Your task |
Work through the data line by line, gathering every line that has the word "matches".

BEGIN Data

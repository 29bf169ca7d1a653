//! Attribute schema snapshots and comparison.
//!
//! The index keeps every record's source layer on one attribute schema
//! unless the operator accepts differing schemas. The schema of the
//! first accepted layer (or of the source behind the first pre-existing
//! record) is captured as an owned [`SchemaSnapshot`] and later layers
//! are compared against it field by field.

use gdal::vector::{Defn, OGRFieldType};

/// Definition of a single attribute field.
#[derive(Debug, Clone, PartialEq)]
pub struct FieldSchema {
    /// Field name, compared case-insensitively.
    pub name: String,
    /// OGR field type code.
    pub field_type: OGRFieldType::Type,
    /// Declared field width.
    pub width: i32,
    /// Declared field precision.
    pub precision: i32,
}

impl FieldSchema {
    fn matches(&self, other: &FieldSchema) -> bool {
        self.field_type == other.field_type
            && self.width == other.width
            && self.precision == other.precision
            && self.name.eq_ignore_ascii_case(&other.name)
    }
}

/// First difference found between two schemas.
#[derive(Debug, Clone, PartialEq)]
pub enum SchemaMismatch {
    /// The layers declare a different number of fields.
    FieldCount {
        /// Field count of the established schema.
        expected: usize,
        /// Field count of the candidate layer.
        found: usize,
    },
    /// A field's type, width, precision, or name differs.
    Field {
        /// Name of the differing field in the established schema.
        name: String,
    },
}

/// Owned copy of a layer's attribute schema.
#[derive(Debug, Clone)]
pub struct SchemaSnapshot {
    fields: Vec<FieldSchema>,
}

impl SchemaSnapshot {
    /// Capture the schema of a layer definition.
    pub fn from_defn(defn: &Defn) -> Self {
        let fields = defn
            .fields()
            .map(|field| FieldSchema {
                name: field.name(),
                field_type: field.field_type(),
                width: field.width(),
                precision: field.precision(),
            })
            .collect();
        Self { fields }
    }

    /// Compare against another snapshot, returning the first mismatch.
    ///
    /// The field count is checked first; equal-length schemas are then
    /// compared positionally on type, width, precision, and name.
    pub fn diff(&self, other: &SchemaSnapshot) -> Option<SchemaMismatch> {
        if self.fields.len() != other.fields.len() {
            return Some(SchemaMismatch::FieldCount {
                expected: self.fields.len(),
                found: other.fields.len(),
            });
        }
        for (mine, theirs) in self.fields.iter().zip(&other.fields) {
            if !mine.matches(theirs) {
                return Some(SchemaMismatch::Field {
                    name: mine.name.clone(),
                });
            }
        }
        None
    }
}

END Data

Exercise response |
    fn matches(&self, other: &FieldSchema) -> bool {
            if !mine.matches(theirs) {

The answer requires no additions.